We compared use of a 3-class regimen (nevirapine [Nvp], stavudine [d4T], and indinavir [Idv; 1000 mg 3 times daily]) with use of a 2-class regimen (lamivudine [3TC], d4T, and Idv [800 mg 3 times daily]) for 145 patients infected with human immunodeficiency virus type 1 (HIV-1). At week 72, the plasma HIV-1 RNA level was undetectable in 52% of Nvp recipients versus 79% of 3TC recipients (P<.001). Idv trough levels were 81 ng/mL in the Nvp group and 99 ng/mL in the 3TC group (P=.012). In the Nvp group, 42.5% of patients discontinued the study regimen; in the 3TC group, 22.5% of patients discontinued therapy (P=.013). The rate of resistance to nonnucleoside analogue reverse-transcriptase inhibitors among patients in the Nvp group with virological failure was not different from the rate of resistance to 3TC among patients in the 3TC group with virological failure.
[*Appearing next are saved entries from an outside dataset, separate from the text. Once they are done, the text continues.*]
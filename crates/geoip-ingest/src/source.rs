//! Delimited geo-IP input reader
//!
//! Wraps an async CSV reader configured for the geo-IP export format
//! (`;`-separated, `#` comment lines, no header row) and turns every
//! retained line into a [`RawRecord`].

use csv_async::{AsyncReader, AsyncReaderBuilder, StringRecord};
use geoip_common::types::RawRecord;
use std::path::Path;
use tokio::io::AsyncRead;
use tokio::sync::mpsc;
use tracing::{debug, info};

use crate::error::{IngestError, Result};
use crate::pipeline::{CancelSignal, Stage};

/// Produces [`RawRecord`]s from a delimited text input
pub struct RecordSource<R> {
    reader: AsyncReader<R>,
    record: StringRecord,
}

impl RecordSource<tokio::fs::File> {
    /// Open a delimited file on disk
    pub async fn open(path: impl AsRef<Path>, delimiter: char, comment: char) -> Result<Self> {
        let path = path.as_ref();
        let file = tokio::fs::File::open(path).await.map_err(|e| {
            IngestError::source_read(0, format!("cannot open {}: {}", path.display(), e))
        })?;

        info!(path = %path.display(), "Opened input file");
        Self::from_reader(file, delimiter, comment)
    }
}

impl<R> RecordSource<R>
where
    R: AsyncRead + Unpin + Send,
{
    /// Wrap any async reader
    pub fn from_reader(reader: R, delimiter: char, comment: char) -> Result<Self> {
        let delimiter = ascii_byte(delimiter, "delimiter")?;
        let comment = ascii_byte(comment, "comment marker")?;

        let reader = AsyncReaderBuilder::new()
            .delimiter(delimiter)
            .comment(Some(comment))
            .has_headers(false)
            // Field count is checked per record so the error names the line
            .flexible(true)
            .create_reader(reader);

        Ok(Self {
            reader,
            record: StringRecord::new(),
        })
    }

    /// Read the next record, `None` at end of input
    pub async fn next_record(&mut self) -> Result<Option<RawRecord>> {
        let more = self
            .reader
            .read_record(&mut self.record)
            .await
            .map_err(|e| IngestError::source_read(self.reader.position().line(), e.to_string()))?;

        if !more {
            return Ok(None);
        }

        let line = self
            .record
            .position()
            .map(|p| p.line())
            .unwrap_or_else(|| self.reader.position().line());

        RawRecord::from_fields(self.record.iter())
            .map(Some)
            .map_err(|e| IngestError::from((line, e)))
    }

    /// Emit every record into `tx` until end of input.
    ///
    /// Both the read and the hand-off race the cancel signal, so a full
    /// channel never keeps this stage from unwinding.
    pub async fn produce(
        mut self,
        tx: &mpsc::Sender<RawRecord>,
        cancel: &CancelSignal,
    ) -> Result<u64> {
        let mut emitted = 0u64;

        loop {
            let next = tokio::select! {
                biased;
                _ = cancel.cancelled() => return Err(cancel.error()),
                next = self.next_record() => next?,
            };

            let Some(record) = next else {
                break;
            };

            tokio::select! {
                biased;
                _ = cancel.cancelled() => return Err(cancel.error()),
                sent = tx.send(record) => sent.map_err(|_| {
                    IngestError::stage_aborted(Stage::Transform, "record channel closed")
                })?,
            }
            emitted += 1;
        }

        debug!(records = emitted, "Reached end of input");
        Ok(emitted)
    }
}

fn ascii_byte(c: char, what: &str) -> Result<u8> {
    if c.is_ascii() {
        Ok(c as u8)
    } else {
        Err(IngestError::config(format!("{} '{}' is not an ASCII character", what, c)))
    }
}
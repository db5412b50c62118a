use std::fmt;
use std::str::FromStr;

use serde::{Deserialize, Serialize};

use super::symbol::{CoinSymbol, QuoteSymbol};
use crate::errors::AnycoinError;

/// Either side of a conversion: a coin or a quote currency.
#[derive(Clone, Copy, Debug, Eq, PartialEq, Hash, Serialize, Deserialize)]
#[serde(tag = "kind", content = "symbol", rename_all = "snake_case")]
pub enum Asset {
    Coin(CoinSymbol),
    Quote(QuoteSymbol),
}

impl Asset {
    /// Wire value of the wrapped symbol.
    pub fn value(self) -> &'static str {
        match self {
            Self::Coin(coin) => coin.value(),
            Self::Quote(quote) => quote.value(),
        }
    }

    /// Display name of the wrapped symbol.
    pub fn name(self) -> &'static str {
        match self {
            Self::Coin(coin) => coin.name(),
            Self::Quote(quote) => quote.name(),
        }
    }
}

impl From<CoinSymbol> for Asset {
    fn from(coin: CoinSymbol) -> Self {
        Self::Coin(coin)
    }
}

impl From<QuoteSymbol> for Asset {
    fn from(quote: QuoteSymbol) -> Self {
        Self::Quote(quote)
    }
}

impl fmt::Display for Asset {
    fn fmt(&self, f: &mut fmt::Formatter<'_>) -> fmt::Result {
        f.write_str(self.value())
    }
}

/// Coins are tried first; the coin and quote value sets are disjoint.
impl FromStr for Asset {
    type Err = AnycoinError;

    fn from_str(s: &str) -> Result<Self, Self::Err> {
        if let Ok(coin) = s.parse::<CoinSymbol>() {
            return Ok(Self::Coin(coin));
        }
        s.parse::<QuoteSymbol>()
            .map(Self::Quote)
            .map_err(|_| AnycoinError::UnknownSymbol(s.to_string()))
    }
}
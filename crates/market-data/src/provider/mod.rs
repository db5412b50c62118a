//! Quote provider abstractions.
//!
//! This module contains:
//! - The `QuoteProvider` trait that all upstream sources implement
//! - `IdMap`, the symbol to provider-id table providers translate with
//! - `CachedProvider`, a decorator routing fetches through a `QuoteCache`
//!
//! Concrete HTTP providers live outside this crate. They only need to
//! implement [`QuoteProvider`] to plug into the registry.

mod cached;
mod id_map;
mod traits;

pub use cached::CachedProvider;
pub use id_map::IdMap;
pub use traits::{QuoteProvider, ResolvedRequest};
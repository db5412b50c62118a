//! Closed sets of coin and quote-currency symbols.
//!
//! Each variant carries a lowercase wire value (used in cache keys, provider
//! tables and serialized quote sets) and a human readable name.

use std::fmt;
use std::str::FromStr;

use serde::{Deserialize, Serialize};

use crate::errors::AnycoinError;

macro_rules! symbol_table {
    (
        $(#[$meta:meta])*
        pub enum $name:ident {
            $($variant:ident => ($value:literal, $display:literal),)+
        }
    ) => {
        $(#[$meta])*
        #[derive(
            Debug, Clone, Copy, PartialEq, Eq, Hash, PartialOrd, Ord, Serialize, Deserialize,
        )]
        pub enum $name {
            $(
                #[serde(rename = $value)]
                $variant,
            )+
        }

        impl $name {
            /// Every known symbol, in declaration order.
            pub const ALL: &'static [$name] = &[$($name::$variant),+];

            /// Lowercase wire value, e.g. `"btc"`.
            pub fn value(self) -> &'static str {
                match self {
                    $($name::$variant => $value,)+
                }
            }

            /// Display name, e.g. `"Bitcoin"`.
            pub fn name(self) -> &'static str {
                match self {
                    $($name::$variant => $display,)+
                }
            }
        }

        impl fmt::Display for $name {
            fn fmt(&self, f: &mut fmt::Formatter<'_>) -> fmt::Result {
                f.write_str(self.value())
            }
        }

        impl FromStr for $name {
            type Err = AnycoinError;

            fn from_str(s: &str) -> Result<Self, Self::Err> {
                let needle = s.trim().to_ascii_lowercase();
                match needle.as_str() {
                    $($value => Ok($name::$variant),)+
                    _ => Err(AnycoinError::UnknownSymbol(s.to_string())),
                }
            }
        }
    };
}

symbol_table! {
    /// A tradeable cryptographic asset.
    pub enum CoinSymbol {
        Btc => ("btc", "Bitcoin"),
        Eth => ("eth", "Ethereum"),
        Xrp => ("xrp", "XRP"),
        Usdt => ("usdt", "Tether"),
        Sol => ("sol", "Solana"),
        Bnb => ("bnb", "BNB"),
        Doge => ("doge", "Dogecoin"),
        Usdc => ("usdc", "USDC"),
        Ada => ("ada", "Cardano"),
        Trx => ("trx", "Tron"),
        Avax => ("avax", "Avalanche"),
        Ton => ("ton", "Toncoin"),
        Not => ("not", "Notcoin"),
        Shib => ("shib", "Shiba Inu"),
        Dot => ("dot", "Polkadot"),
        Ltc => ("ltc", "Litecoin"),
        Bch => ("bch", "Bitcoin Cash"),
        Pepe => ("pepe", "Pepe"),
        Pol => ("pol", "Polygon"),
    }
}

symbol_table! {
    /// A fiat / reference currency that coins are priced in.
    pub enum QuoteSymbol {
        Usd => ("usd", "United States Dollar"),
        Eur => ("eur", "Euro"),
        Brl => ("brl", "Brazilian Real"),
        Rub => ("rub", "Russian ruble"),
        Bdt => ("bdt", "Bangladeshi taka"),
    }
}
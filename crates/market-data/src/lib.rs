//! Anycoin Market Data Crate
//!
//! This crate fetches latest crypto quotes from interchangeable providers
//! and converts amounts between coins and fiat quote currencies.
//!
//! # Overview
//!
//! The market data crate supports:
//! - A closed set of coins and quote currencies
//! - Ordered provider fallback with attempt diagnostics
//! - Amount conversion along four coin/quote paths
//! - A single-flight cache deduplicating concurrent identical requests
//!
//! # Architecture
//!
//! ```text
//! +------------------+     +------------------+
//! |     Caller       | --> | ProviderRegistry |  (fallback + conversion)
//! +------------------+     +------------------+
//!                                  |
//!                                  v
//!                          +------------------+
//!                          |  CachedProvider  |  (optional, per provider)
//!                          +------------------+
//!                                  |
//!                                  v
//!                          +------------------+
//!                          |   QuoteCache     |  (single-flight over a CacheStore)
//!                          +------------------+
//!                                  |
//!                                  v
//!                          +------------------+
//!                          |  QuoteProvider   |  (CoinGecko, CoinMarketCap, etc.)
//!                          +------------------+
//!                                  |
//!                                  v
//!                          +------------------+
//!                          |    QuoteSet      |  (coin -> quote -> value)
//!                          +------------------+
//! ```
//!
//! # Core Types
//!
//! - [`CoinSymbol`] / [`QuoteSymbol`] - Supported coins and quote currencies
//! - [`Asset`] - Either side of a conversion
//! - [`QuoteSet`] - Quotes returned by one provider
//! - [`ProviderRegistry`] - Ordered fallback and conversion
//! - [`QuoteCache`] - Single-flight cache coordinator
//!
//! # Example
//!
//! ```ignore
//! let config = AnycoinConfig::from_env()?;
//! let cache = Arc::new(config.build_cache());
//! let registry = ProviderRegistry::new(vec![
//!     Arc::new(CachedProvider::new(coingecko, cache.clone(), config.cache_ttl())),
//!     Arc::new(CachedProvider::new(coinmarketcap, cache, config.cache_ttl())),
//! ])?;
//!
//! let usd = registry.convert(dec!(1.2), CoinSymbol::Ltc, QuoteSymbol::Usd).await?;
//! ```

pub mod cache;
pub mod config;
pub mod convert;
pub mod errors;
pub mod models;
pub mod provider;
pub mod registry;

// Re-export all public types from models
pub use models::{
    Asset, CoinRow, CoinSymbol, ProviderId, QuoteRow, QuoteSet, QuoteSymbol, QuoteValue,
};

// Re-export cache types
pub use cache::{cache_key_for_coin_quotes, CacheStore, MemoryCacheStore, QuoteCache};

pub use config::AnycoinConfig;
pub use convert::{REFERENCE_COIN, REFERENCE_QUOTE};
pub use errors::{AnycoinError, Result, RetryClass};

// Re-export provider types
pub use provider::{CachedProvider, IdMap, QuoteProvider, ResolvedRequest};

// Re-export registry types
pub use registry::{FetchDiagnostics, ProviderAttempt, ProviderRegistry};
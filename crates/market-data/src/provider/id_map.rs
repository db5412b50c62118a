//! Bidirectional symbol ↔ provider-id tables.
//!
//! Providers keep one map for coins and one for quote currencies and use them
//! to implement the id translation methods of [`QuoteProvider`](super::QuoteProvider).

use std::collections::{BTreeMap, HashMap};
use std::hash::Hash;
use std::str::FromStr;

use crate::errors::{AnycoinError, Result};
use crate::models::{CoinSymbol, QuoteSymbol};

/// Symbol ↔ id lookup table owned by a single provider.
#[derive(Clone, Debug)]
pub struct IdMap<S> {
    provider: &'static str,
    by_symbol: HashMap<S, String>,
    by_id: HashMap<String, S>,
}

impl<S> IdMap<S>
where
    S: Copy + Eq + Hash,
{
    pub fn new<I, T>(provider: &'static str, entries: I) -> Self
    where
        I: IntoIterator<Item = (S, T)>,
        T: Into<String>,
    {
        let mut by_symbol = HashMap::new();
        let mut by_id = HashMap::new();
        for (symbol, id) in entries {
            let id = id.into();
            by_id.insert(id.clone(), symbol);
            by_symbol.insert(symbol, id);
        }
        Self {
            provider,
            by_symbol,
            by_id,
        }
    }

    /// Parse a `{"<symbol>": "<provider id>"}` JSON object.
    ///
    /// Every key must name a known symbol.
    pub fn from_json(provider: &'static str, json: &str) -> Result<Self>
    where
        S: FromStr<Err = AnycoinError>,
    {
        let raw: BTreeMap<String, String> = serde_json::from_str(json)
            .map_err(|e| AnycoinError::Config(format!("{} id table: {}", provider, e)))?;
        let entries = raw
            .into_iter()
            .map(|(symbol, id)| {
                symbol
                    .parse::<S>()
                    .map(|s| (s, id))
                    .map_err(|e| AnycoinError::Config(format!("{} id table: {}", provider, e)))
            })
            .collect::<Result<Vec<_>>>()?;
        Ok(Self::new(provider, entries))
    }

    pub fn provider(&self) -> &'static str {
        self.provider
    }

    pub fn id_of(&self, symbol: S) -> Option<&str> {
        self.by_symbol.get(&symbol).map(String::as_str)
    }

    pub fn symbol_of(&self, id: &str) -> Option<S> {
        self.by_id.get(id).copied()
    }

    pub fn len(&self) -> usize {
        self.by_symbol.len()
    }

    pub fn is_empty(&self) -> bool {
        self.by_symbol.is_empty()
    }
}

impl IdMap<CoinSymbol> {
    pub fn coin_id(&self, coin: CoinSymbol) -> Result<&str> {
        self.id_of(coin).ok_or_else(|| AnycoinError::CoinNotSupported {
            provider: self.provider.to_string(),
            symbol: coin.to_string(),
        })
    }

    pub fn coin_symbol(&self, id: &str) -> Result<CoinSymbol> {
        self.symbol_of(id).ok_or_else(|| AnycoinError::CoinIdNotSupported {
            provider: self.provider.to_string(),
            id: id.to_string(),
        })
    }
}

impl IdMap<QuoteSymbol> {
    pub fn quote_id(&self, quote: QuoteSymbol) -> Result<&str> {
        self.id_of(quote).ok_or_else(|| AnycoinError::QuoteNotSupported {
            provider: self.provider.to_string(),
            symbol: quote.to_string(),
        })
    }

    pub fn quote_symbol(&self, id: &str) -> Result<QuoteSymbol> {
        self.symbol_of(id).ok_or_else(|| AnycoinError::QuoteIdNotSupported {
            provider: self.provider.to_string(),
            id: id.to_string(),
        })
    }
}
use crate::errors::{AnycoinError, Result};
use crate::models::{CoinSymbol, QuoteSymbol};

/// Cache key for a `get_coin_quotes` call.
///
/// Order-preserving: `[btc, ltc] × [usd, eur]` gives
/// `"coins:btc,ltc;quotes_in:usd,eur"`, and a different request order gives a
/// different key.
pub fn cache_key_for_coin_quotes(coins: &[CoinSymbol], quotes_in: &[QuoteSymbol]) -> Result<String> {
    if coins.is_empty() || quotes_in.is_empty() {
        return Err(AnycoinError::EmptyRequest);
    }

    let coins = coins.iter().map(|c| c.value()).collect::<Vec<_>>().join(",");
    let quotes = quotes_in.iter().map(|q| q.value()).collect::<Vec<_>>().join(",");
    Ok(format!("coins:{};quotes_in:{}", coins, quotes))
}
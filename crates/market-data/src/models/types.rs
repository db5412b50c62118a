use std::borrow::Cow;

/// Provider identifier - mostly static constants
pub type ProviderId = Cow<'static, str>;

/// Reference-currency rate (price of one coin in one quote currency)
pub type QuoteValue = rust_decimal::Decimal;
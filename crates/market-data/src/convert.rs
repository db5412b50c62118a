//! Amount conversion between coins and quote currencies.
//!
//! Every quote is read as "1 coin = X quote units". The four conversion
//! paths pick which quotes to fetch from that convention:
//!
//! | from  | to    | fetched                          | result                          |
//! |-------|-------|----------------------------------|---------------------------------|
//! | coin  | quote | `[from]` in `[to]`               | `amount * from/to`              |
//! | coin  | coin  | `[from, to]` in `[USD]`          | `amount * from/USD / to/USD`    |
//! | quote | coin  | `[to]` in `[from]`               | `amount / to/from`              |
//! | quote | quote | `[USDT]` in `[from, to]`         | `amount / USDT/from * USDT/to`  |
//!
//! Every multiplication and division is rounded to 28 significant digits,
//! half to even.

use log::debug;
use rust_decimal::{Decimal, RoundingStrategy};

use crate::errors::{AnycoinError, Result};
use crate::models::{Asset, CoinSymbol, QuoteSymbol};
use crate::registry::ProviderRegistry;

/// Quote currency used as the pivot between two coins.
pub const REFERENCE_QUOTE: QuoteSymbol = QuoteSymbol::Usd;

/// Coin used as the pivot between two quote currencies.
pub const REFERENCE_COIN: CoinSymbol = CoinSymbol::Usdt;

/// Significant digits kept after each arithmetic step.
pub const PRECISION: u32 = 28;

fn round_to_precision(value: Decimal) -> Result<Decimal> {
    value
        .round_sf_with_strategy(PRECISION, RoundingStrategy::MidpointNearestEven)
        .ok_or_else(|| AnycoinError::Arithmetic(format!("cannot round {value}")))
}

fn checked_mul(a: Decimal, b: Decimal) -> Result<Decimal> {
    let product = a
        .checked_mul(b)
        .ok_or_else(|| AnycoinError::Arithmetic(format!("{a} * {b} overflows")))?;
    round_to_precision(product)
}

fn checked_div(a: Decimal, b: Decimal) -> Result<Decimal> {
    if b.is_zero() {
        return Err(AnycoinError::Arithmetic(format!("{a} / {b}: zero rate")));
    }
    let quotient = a
        .checked_div(b)
        .ok_or_else(|| AnycoinError::Arithmetic(format!("{a} / {b} overflows")))?;
    round_to_precision(quotient)
}

/// `amount` coins priced at `coin_in_quote` each.
pub fn coin_to_quote(amount: Decimal, coin_in_quote: Decimal) -> Result<Decimal> {
    checked_mul(amount, coin_in_quote)
}

/// `amount` of one coin expressed in another, both priced in the same quote.
pub fn coin_to_coin(amount: Decimal, from_in_quote: Decimal, to_in_quote: Decimal) -> Result<Decimal> {
    checked_div(checked_mul(amount, from_in_quote)?, to_in_quote)
}

/// How many coins `amount` quote units buy.
pub fn quote_to_coin(amount: Decimal, coin_in_quote: Decimal) -> Result<Decimal> {
    checked_div(amount, coin_in_quote)
}

/// `amount` of one quote currency expressed in another, through a pivot coin
/// priced in both.
pub fn quote_to_quote(
    amount: Decimal,
    pivot_in_from: Decimal,
    pivot_in_to: Decimal,
) -> Result<Decimal> {
    checked_mul(checked_div(amount, pivot_in_from)?, pivot_in_to)
}

impl ProviderRegistry {
    /// Convert `amount` of `from` into `to` with freshly fetched quotes.
    ///
    /// Fetching goes through the registry fallback, so retrieval failures
    /// surface the same way they do for [`get_coin_quotes`](Self::get_coin_quotes).
    pub async fn convert(
        &self,
        amount: Decimal,
        from: impl Into<Asset>,
        to: impl Into<Asset>,
    ) -> Result<Decimal> {
        let (from, to) = (from.into(), to.into());
        debug!("Converting {} {} to {}", amount, from, to);

        match (from, to) {
            (Asset::Coin(coin), Asset::Quote(quote)) => {
                let set = self.get_coin_quotes(&[coin], &[quote]).await?;
                coin_to_quote(amount, set.rate(coin, quote)?)
            }
            (Asset::Coin(from), Asset::Coin(to)) => {
                let set = self
                    .get_coin_quotes(&[from, to], &[REFERENCE_QUOTE])
                    .await?;
                coin_to_coin(
                    amount,
                    set.rate(from, REFERENCE_QUOTE)?,
                    set.rate(to, REFERENCE_QUOTE)?,
                )
            }
            (Asset::Quote(quote), Asset::Coin(coin)) => {
                let set = self.get_coin_quotes(&[coin], &[quote]).await?;
                quote_to_coin(amount, set.rate(coin, quote)?)
            }
            (Asset::Quote(from), Asset::Quote(to)) => {
                let set = self
                    .get_coin_quotes(&[REFERENCE_COIN], &[from, to])
                    .await?;
                quote_to_quote(
                    amount,
                    set.rate(REFERENCE_COIN, from)?,
                    set.rate(REFERENCE_COIN, to)?,
                )
            }
        }
    }

    /// Like [`convert`](Self::convert) with both sides given as symbols,
    /// e.g. `"btc"` or `"usd"`.
    pub async fn convert_symbols(&self, amount: Decimal, from: &str, to: &str) -> Result<Decimal> {
        let invalid = || AnycoinError::InvalidConversion {
            from: from.to_string(),
            to: to.to_string(),
        };
        let from_asset: Asset = from.parse().map_err(|_| invalid())?;
        let to_asset: Asset = to.parse().map_err(|_| invalid())?;
        self.convert(amount, from_asset, to_asset).await
    }
}

#[cfg(test)]
mod tests {
    use super::*;
    use crate::models::QuoteSet;
    use crate::provider::QuoteProvider;
    use async_trait::async_trait;
    use rust_decimal_macros::dec;
    use serde_json::json;
    use std::sync::{Arc, Mutex};

    /// Serves a fixed table and records every request it sees.
    struct TableProvider {
        rates: Vec<(CoinSymbol, QuoteSymbol, Decimal)>,
        requests: Mutex<Vec<(Vec<CoinSymbol>, Vec<QuoteSymbol>)>>,
    }

    impl TableProvider {
        fn new(rates: Vec<(CoinSymbol, QuoteSymbol, Decimal)>) -> Arc<Self> {
            Arc::new(Self {
                rates,
                requests: Mutex::new(Vec::new()),
            })
        }

        fn requests(&self) -> Vec<(Vec<CoinSymbol>, Vec<QuoteSymbol>)> {
            self.requests.lock().unwrap().clone()
        }
    }

    #[async_trait]
    impl QuoteProvider for TableProvider {
        fn id(&self) -> &'static str {
            "TABLE"
        }

        async fn get_coin_quotes(
            &self,
            coins: &[CoinSymbol],
            quotes_in: &[QuoteSymbol],
        ) -> Result<QuoteSet> {
            self.requests
                .lock()
                .unwrap()
                .push((coins.to_vec(), quotes_in.to_vec()));
            let mut set = QuoteSet::new("TABLE", json!({}));
            for (coin, quote, rate) in &self.rates {
                if coins.contains(coin) && quotes_in.contains(quote) {
                    set.insert(*coin, *quote, *rate);
                }
            }
            Ok(set)
        }

        fn coin_id_by_symbol(&self, coin: CoinSymbol) -> Result<&str> {
            Ok(coin.value())
        }

        fn symbol_by_coin_id(&self, id: &str) -> Result<CoinSymbol> {
            id.parse()
        }

        fn quote_id_by_symbol(&self, quote: QuoteSymbol) -> Result<&str> {
            Ok(quote.value())
        }

        fn symbol_by_quote_id(&self, id: &str) -> Result<QuoteSymbol> {
            id.parse()
        }
    }

    fn registry_over(provider: &Arc<TableProvider>) -> ProviderRegistry {
        ProviderRegistry::new(vec![Arc::clone(provider) as Arc<dyn QuoteProvider>]).unwrap()
    }

    #[tokio::test]
    async fn test_coin_to_quote() {
        let provider = TableProvider::new(vec![(
            CoinSymbol::Ltc,
            QuoteSymbol::Usd,
            dec!(127.41098851451477),
        )]);
        let registry = registry_over(&provider);

        let result = registry
            .convert(dec!(1.2), CoinSymbol::Ltc, QuoteSymbol::Usd)
            .await
            .unwrap();

        assert_eq!(result, dec!(152.893186217417724));
        assert_eq!(
            provider.requests(),
            vec![(vec![CoinSymbol::Ltc], vec![QuoteSymbol::Usd])]
        );
    }

    #[tokio::test]
    async fn test_coin_to_coin() {
        let provider = TableProvider::new(vec![
            (CoinSymbol::Bnb, QuoteSymbol::Usd, dec!(675.2103782980719)),
            (CoinSymbol::Ltc, QuoteSymbol::Usd, dec!(127.41098851451477)),
        ]);
        let registry = registry_over(&provider);

        let result = registry
            .convert(dec!(2.55), CoinSymbol::Bnb, CoinSymbol::Ltc)
            .await
            .unwrap();

        assert_eq!(result, dec!(13.51364183524826778891989760));
        assert_eq!(
            provider.requests(),
            vec![(vec![CoinSymbol::Bnb, CoinSymbol::Ltc], vec![QuoteSymbol::Usd])]
        );
    }

    #[tokio::test]
    async fn test_quote_to_coin() {
        let provider = TableProvider::new(vec![(
            CoinSymbol::Doge,
            QuoteSymbol::Usd,
            dec!(0.32769167949926686),
        )]);
        let registry = registry_over(&provider);

        let result = registry
            .convert(dec!(3.23), QuoteSymbol::Usd, CoinSymbol::Doge)
            .await
            .unwrap();

        assert_eq!(result, dec!(9.856826407480469560449673338));
        assert_eq!(
            provider.requests(),
            vec![(vec![CoinSymbol::Doge], vec![QuoteSymbol::Usd])]
        );
    }

    #[tokio::test]
    async fn test_quote_to_quote() {
        let provider = TableProvider::new(vec![
            (CoinSymbol::Usdt, QuoteSymbol::Usd, dec!(0.999743929278962)),
            (CoinSymbol::Usdt, QuoteSymbol::Brl, dec!(5.835382003285947)),
        ]);
        let registry = registry_over(&provider);

        let result = registry
            .convert(dec!(100), QuoteSymbol::Usd, QuoteSymbol::Brl)
            .await
            .unwrap();

        assert_eq!(result, dec!(583.6876656499986822275017460));
        assert_eq!(
            provider.requests(),
            vec![(vec![CoinSymbol::Usdt], vec![QuoteSymbol::Usd, QuoteSymbol::Brl])]
        );
    }

    #[tokio::test]
    async fn test_convert_symbols_parses_both_sides() {
        let provider = TableProvider::new(vec![(CoinSymbol::Btc, QuoteSymbol::Eur, dec!(50000))]);
        let registry = registry_over(&provider);

        let result = registry
            .convert_symbols(dec!(0.5), "BTC", "eur")
            .await
            .unwrap();
        assert_eq!(result, dec!(25000));
    }

    #[tokio::test]
    async fn test_convert_symbols_rejects_unknown_side() {
        let provider = TableProvider::new(Vec::new());
        let registry = registry_over(&provider);

        let err = registry
            .convert_symbols(dec!(1), "btc", "gold")
            .await
            .unwrap_err();

        assert_eq!(
            err,
            AnycoinError::InvalidConversion {
                from: "btc".to_string(),
                to: "gold".to_string(),
            }
        );
        assert_eq!(err.to_string(), "Invalid conversion from btc to gold");
        assert!(provider.requests().is_empty());
    }

    #[tokio::test]
    async fn test_missing_rate_exhausts_providers() {
        let provider = TableProvider::new(Vec::new());
        let registry = registry_over(&provider);

        let err = registry
            .convert(dec!(1), CoinSymbol::Eth, QuoteSymbol::Rub)
            .await
            .unwrap_err();
        assert!(matches!(err, AnycoinError::AllProvidersFailed { .. }));
    }

    #[test]
    fn test_zero_rate_is_an_arithmetic_error() {
        assert!(matches!(
            quote_to_coin(dec!(10), Decimal::ZERO),
            Err(AnycoinError::Arithmetic(_))
        ));
        assert!(matches!(
            coin_to_coin(dec!(10), dec!(2), Decimal::ZERO),
            Err(AnycoinError::Arithmetic(_))
        ));
    }

    #[test]
    fn test_overflow_is_an_arithmetic_error() {
        assert!(matches!(
            coin_to_quote(Decimal::MAX, dec!(2)),
            Err(AnycoinError::Arithmetic(_))
        ));
    }

    #[test]
    fn test_steps_round_to_28_significant_digits() {
        let value = quote_to_coin(dec!(1), dec!(3)).unwrap();
        assert_eq!(value, dec!(0.3333333333333333333333333333));

        // 2/3 ends in ...6666 and rounds up to ...6667.
        let value = quote_to_coin(dec!(2), dec!(3)).unwrap();
        assert_eq!(value, dec!(0.6666666666666666666666666667));
    }

    #[test]
    fn test_pure_formulas() {
        assert_eq!(coin_to_quote(dec!(2), dec!(3.5)).unwrap(), dec!(7.0));
        assert_eq!(coin_to_coin(dec!(3), dec!(10), dec!(5)).unwrap(), dec!(6));
        assert_eq!(quote_to_coin(dec!(9), dec!(3)).unwrap(), dec!(3));
        assert_eq!(quote_to_quote(dec!(10), dec!(2), dec!(4)).unwrap(), dec!(20));
    }
}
These results do not support the use of a 3-class regimen that includes Nvp for patients with no or limited exposure to nucleoside analogues.

摘要

我们将145例感染1型人类免疫缺陷病毒(HIV-1)的患者使用三联疗法(奈韦拉平[Nvp]、司他夫定[d4T]和茚地那韦[Idv;每日3次,每次1000mg])与使用二联疗法(拉米夫定[3TC]、d4T和Idv[每日3次,每次800mg])的情况进行了比较。在第72周时,52%接受奈韦拉平治疗的患者血浆HIV-1 RNA水平检测不到,而接受拉米夫定治疗的患者这一比例为79%(P<0.001)。奈韦拉平组茚地那韦的谷浓度为81ng/mL,拉米夫定组为99ng/mL(P=0.012)。在奈韦拉平组,42.5%的患者中断了研究方案;在拉米夫定组,22.5%的患者中断了治疗(P=0.013)。奈韦拉平组病毒学失败患者对非核苷类逆转录酶抑制剂的耐药率与拉米夫定组病毒学失败患者对拉米夫定的耐药率无差异。这些结果不支持对未接触或接触核苷类似物较少的患者使用包含奈韦拉平的三联疗法。